Prestazioni chiave
Caratteristiche tecniche
Motore
- Cilindrata
- 992 cc
- Potenza
- 102.0 ch @ 8400 tr/min (74.5 kW)
- Coppia
- 88.0 Nm @ 6600 tr/min
- Tipo motore
- V2, four-stroke
- Raffreddamento
- Air
- Rapporto di compressione
- 10.5:1
- Alesaggio × corsa
- 90.0 x 78.0 mm (3.5 x 3.1 inches)
- Valvole/cilindro
- 4
- Alimentazione
- Injection
- Avviamento
- Electric
Telaio
- Cambio
- 5-speed
- Trasmissione finale
- Shaft drive (cardan) (final drive)
- Escursione anteriore
- 120 mm (4.7 inches)
- Escursione posteriore
- 120 mm (4.7 inches)
Freni
- Freno anteriore
- Dual disc
- Freno posteriore
- Single disc
- Pneumatico anteriore
- 120/70-ZR17
- Pneumatico posteriore
- 180/55-ZR17
Dimensioni
- Altezza sella
- 780.00 mm
- Interasse
- 1450.00 mm
- Serbatoio
- 22.00 L
- Peso
- 235.00 kg
Presentazione
Alla fine degli anni '90, mentre il mondo delle sportive era un campo di battaglia per moto a quattro cilindri iperpotenti, alcune officine italiane coltivavano una splendida eresia. Magni, la scuderia dell'ex meccanico di Agostini, si è specializzata nell'arte di trasformare la Moto Guzzi in una bolide. L'Australia del 2001 rappresenta l'apoteosi di questo esercizio: prendere un bicilindrico a V di 90° raffreddato ad aria, concepito per la strada, e farne una proposta credibile di fronte alle giapponesi.

Il cuore della bestia è quel famoso V2 Guzzi, portato a 992 cc. Con i suoi 102 cavalli a 8400 giri/min e i suoi 88 Nm di coppia disponibili già a 6600 giri/min, non andrà a sbaragliare una Suzuki GSX-R 750 della stessa epoca su un circuito. Ma la magia opera altrove. Il motore, montato su un telaio specifico Magni la cui geometria rimane segreta, aziona la ruota posteriore tramite una trasmissione a cardano. Questa architettura unica, unita all'iniezione, dà una moto di una progressività e di una stabilità in curva che poche macchine possono offrire. La coppia è sempre presente, morbida e profonda, trasformando ogni curva in un esercizio di fluidità piuttosto che in una lotta contro un motore urlante.

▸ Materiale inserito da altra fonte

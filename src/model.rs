//! Platform-neutral comment types shared by the collectors, the
//! classification pipeline and the cache.

use std::collections::BTreeMap;
use std::fmt;

use chrono::{DateTime, Utc};
use serde::{Deserialize, Serialize};
use thiserror::Error;

#[derive(Debug, Error, PartialEq, Eq)]
#[error("unknown {kind} '{value}'")]
pub struct ParseLabelError {
    pub kind: &'static str,
    pub value: String,
}

/// An external platform comments are collected from.
#[derive(Debug, Clone, Copy, PartialEq, Eq, Hash, PartialOrd, Ord, Serialize, Deserialize)]
#[serde(rename_all = "lowercase")]
pub enum Platform {
    /// Photo/video feed platform (Graph API, business accounts).
    Instagram,
    /// Video platform (channel search + comment threads).
    Youtube,
}

impl Platform {
    #[must_use]
    pub fn as_str(&self) -> &'static str {
        match self {
            Self::Instagram => "instagram",
            Self::Youtube => "youtube",
        }
    }

    /// Human readable name used in user-facing messages.
    #[must_use]
    pub fn display_name(&self) -> &'static str {
        match self {
            Self::Instagram => "Instagram",
            Self::Youtube => "YouTube",
        }
    }

    /// Title used when a media item cannot be matched to stored content.
    #[must_use]
    pub fn placeholder_title(&self) -> &'static str {
        match self {
            Self::Instagram => "Instagram post",
            Self::Youtube => "YouTube video",
        }
    }

    pub fn parse(value: &str) -> Result<Self, ParseLabelError> {
        match value.to_lowercase().as_str() {
            "instagram" => Ok(Self::Instagram),
            "youtube" => Ok(Self::Youtube),
            _ => Err(ParseLabelError {
                kind: "platform",
                value: value.to_string(),
            }),
        }
    }
}

impl fmt::Display for Platform {
    fn fmt(&self, f: &mut fmt::Formatter<'_>) -> fmt::Result {
        f.write_str(self.as_str())
    }
}

/// Which platforms a request covers.
#[derive(Debug, Clone, Copy, PartialEq, Eq, Hash, Serialize, Deserialize)]
#[serde(rename_all = "lowercase")]
pub enum PlatformFilter {
    All,
    Instagram,
    Youtube,
}

impl PlatformFilter {
    #[must_use]
    pub fn as_str(&self) -> &'static str {
        match self {
            Self::All => "all",
            Self::Instagram => "instagram",
            Self::Youtube => "youtube",
        }
    }

    pub fn parse(value: &str) -> Result<Self, ParseLabelError> {
        match value.to_lowercase().as_str() {
            "all" | "" => Ok(Self::All),
            other => Platform::parse(other).map(Self::from),
        }
    }

    #[must_use]
    pub fn includes(&self, platform: Platform) -> bool {
        match self {
            Self::All => true,
            Self::Instagram => platform == Platform::Instagram,
            Self::Youtube => platform == Platform::Youtube,
        }
    }
}

impl From<Platform> for PlatformFilter {
    fn from(platform: Platform) -> Self {
        match platform {
            Platform::Instagram => Self::Instagram,
            Platform::Youtube => Self::Youtube,
        }
    }
}

impl fmt::Display for PlatformFilter {
    fn fmt(&self, f: &mut fmt::Formatter<'_>) -> fmt::Result {
        f.write_str(self.as_str())
    }
}

/// A comment from either platform, attached to the content it was left on.
#[derive(Debug, Clone, PartialEq, Serialize, Deserialize)]
#[serde(rename_all = "camelCase")]
pub struct UnifiedComment {
    pub id: String,
    pub text: String,
    pub author: String,
    #[serde(rename = "timestampUTC")]
    pub timestamp: DateTime<Utc>,
    pub platform: Platform,
    /// Internal content id, or `"platform:externalId"` when unmatched.
    pub content_id: String,
    pub content_title: String,
    pub content_url: Option<String>,
}

/// Classifier verdict for a comment.
#[derive(
    Debug, Clone, Copy, Default, PartialEq, Eq, Hash, PartialOrd, Ord, Serialize, Deserialize,
)]
#[serde(rename_all = "lowercase")]
pub enum Category {
    Positive,
    #[default]
    Neutral,
    Negative,
    Hateful,
    Violent,
    Spam,
}

impl Category {
    /// Lenient parse: anything unrecognised is `Neutral`.
    #[must_use]
    pub fn from_label(value: &str) -> Self {
        match value.trim().to_lowercase().as_str() {
            "positive" => Self::Positive,
            "negative" => Self::Negative,
            "hateful" | "hate" => Self::Hateful,
            "violent" | "violence" => Self::Violent,
            "spam" => Self::Spam,
            _ => Self::Neutral,
        }
    }

    #[must_use]
    pub fn as_str(&self) -> &'static str {
        match self {
            Self::Positive => "positive",
            Self::Neutral => "neutral",
            Self::Negative => "negative",
            Self::Hateful => "hateful",
            Self::Violent => "violent",
            Self::Spam => "spam",
        }
    }
}

#[derive(Debug, Clone, PartialEq, Serialize, Deserialize)]
#[serde(rename_all = "camelCase")]
pub struct ClassifiedComment {
    #[serde(flatten)]
    pub comment: UnifiedComment,
    pub category: Category,
    /// In `[-1, 1]`.
    pub sentiment: f64,
    /// In `[0, 1]`.
    pub toxicity: f64,
    #[serde(default, skip_serializing_if = "Option::is_none")]
    pub reasoning: Option<String>,
}

impl ClassifiedComment {
    /// Wrap a comment with the neutral defaults used when classification fails.
    #[must_use]
    pub fn unclassified(comment: UnifiedComment) -> Self {
        Self {
            comment,
            category: Category::Neutral,
            sentiment: 0.0,
            toxicity: 0.0,
            reasoning: None,
        }
    }
}

/// Aggregate view of a classified comment set, produced by the summarizer.
#[derive(Debug, Clone, PartialEq, Serialize, Deserialize)]
#[serde(rename_all = "camelCase")]
pub struct Summary {
    #[serde(default)]
    pub overview: String,
    #[serde(default)]
    pub overall_sentiment: f64,
    #[serde(default)]
    pub average_toxicity: f64,
    #[serde(default)]
    pub category_counts: BTreeMap<Category, usize>,
    #[serde(default)]
    pub key_themes: Vec<String>,
}

impl Summary {
    #[must_use]
    pub fn empty() -> Self {
        Self {
            overview: "No comments in this period".to_string(),
            overall_sentiment: 0.0,
            average_toxicity: 0.0,
            category_counts: BTreeMap::new(),
            key_themes: Vec::new(),
        }
    }

    /// Summary computed locally from the classified set, used when the
    /// summarizer is unavailable.
    #[must_use]
    pub fn from_counts(comments: &[ClassifiedComment]) -> Self {
        if comments.is_empty() {
            return Self::empty();
        }

        let mut category_counts = BTreeMap::new();
        for c in comments {
            *category_counts.entry(c.category).or_insert(0) += 1;
        }

        let n = comments.len() as f64;
        let overall_sentiment = comments.iter().map(|c| c.sentiment).sum::<f64>() / n;
        let average_toxicity = comments.iter().map(|c| c.toxicity).sum::<f64>() / n;

        Self {
            overview: format!("{} comments analyzed", comments.len()),
            overall_sentiment,
            average_toxicity,
            category_counts,
            key_themes: Vec::new(),
        }
    }
}

#[cfg(test)]
mod tests {
    use super::*;
    use chrono::TimeZone;

    fn comment(id: &str) -> UnifiedComment {
        UnifiedComment {
            id: id.to_string(),
            text: "nice".to_string(),
            author: "someone".to_string(),
            timestamp: Utc.with_ymd_and_hms(2024, 5, 1, 12, 0, 0).unwrap(),
            platform: Platform::Youtube,
            content_id: "youtube:abc".to_string(),
            content_title: "YouTube video".to_string(),
            content_url: None,
        }
    }

    #[test]
    fn test_platform_filter_parse() {
        assert_eq!(PlatformFilter::parse("all").unwrap(), PlatformFilter::All);
        assert_eq!(
            PlatformFilter::parse("YouTube").unwrap(),
            PlatformFilter::Youtube
        );
        assert_eq!(
            PlatformFilter::parse("instagram").unwrap(),
            PlatformFilter::Instagram
        );
        assert!(PlatformFilter::parse("tiktok").is_err());
    }

    #[test]
    fn test_filter_includes() {
        assert!(PlatformFilter::All.includes(Platform::Instagram));
        assert!(PlatformFilter::All.includes(Platform::Youtube));
        assert!(!PlatformFilter::Youtube.includes(Platform::Instagram));
    }

    #[test]
    fn test_category_from_label_is_lenient() {
        assert_eq!(Category::from_label("Hateful"), Category::Hateful);
        assert_eq!(Category::from_label(" spam "), Category::Spam);
        assert_eq!(Category::from_label("sarcastic"), Category::Neutral);
    }

    #[test]
    fn test_classified_comment_serializes_flat() {
        let classified = ClassifiedComment::unclassified(comment("c1"));
        let json = serde_json::to_value(&classified).unwrap();
        assert_eq!(json["id"], "c1");
        assert_eq!(json["contentId"], "youtube:abc");
        assert_eq!(json["category"], "neutral");
        assert_eq!(json["sentiment"], 0.0);
        assert!(json.get("reasoning").is_none());
        assert!(json.get("timestampUTC").is_some());
    }

    #[test]
    fn test_summary_from_counts() {
        let mut a = ClassifiedComment::unclassified(comment("a"));
        a.category = Category::Positive;
        a.sentiment = 0.8;
        let mut b = ClassifiedComment::unclassified(comment("b"));
        b.category = Category::Negative;
        b.sentiment = -0.4;
        b.toxicity = 0.5;

        let summary = Summary::from_counts(&[a, b]);
        assert!((summary.overall_sentiment - 0.2).abs() < 1e-9);
        assert!((summary.average_toxicity - 0.25).abs() < 1e-9);
        assert_eq!(summary.category_counts[&Category::Positive], 1);
        assert_eq!(summary.category_counts[&Category::Negative], 1);
    }

    #[test]
    fn test_summary_from_counts_empty() {
        assert_eq!(Summary::from_counts(&[]), Summary::empty());
    }
}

Con 235 kg dichiarati a serbatoio pieno e un serbatoio da 22 litri, l'Australia non è una vespa. È una GT sportiva, tagliata per le grandi curve e i tragitti veloci piuttosto che per le sessioni di cronometro. Il passo di 1450 mm e l'altezza sella di 780 mm confermano questa vocazione. La parte ciclo, con i suoi pneumatici 120 all'anteriore e 180 al posteriore, è tipica delle sportive dell'epoca, ma l'impianto frenante, descritto semplicemente come «dual disc / single disc», lascia immaginare un equipaggiamento dedicato all'efficienza più che alla gara. La velocità massima di 242 km/h è onorevole e riflette bene il compromesso tra aerodinamica e potenza disponibile.
Guidare una Magni Australia significa accettare un patto. Si rinuncia alle accelerazioni fulminee delle Honda CBR 900 RR e ai regimi stratosferici delle Yamaha YZF-R1. In cambio, si ottiene una moto dal carattere unico, dalla sonorità grave e dal comportamento prevedibile, che usa la sua coppia come un argomento decisivo su strada aperta. È la sportiva per il pilota che ama le meccaniche d'altri tempi, che apprezza l'ingegneria artigianale e per il quale ogni tragitto è un'avventura, non un andata e ritorno al limitatore. Una macchina per collezionista esigente che la usa, l'antitesi perfetta della produzione in serie.
Recensioni e commenti
Nessuna recensione al momento. Sii il primo a condividere la tua opinione!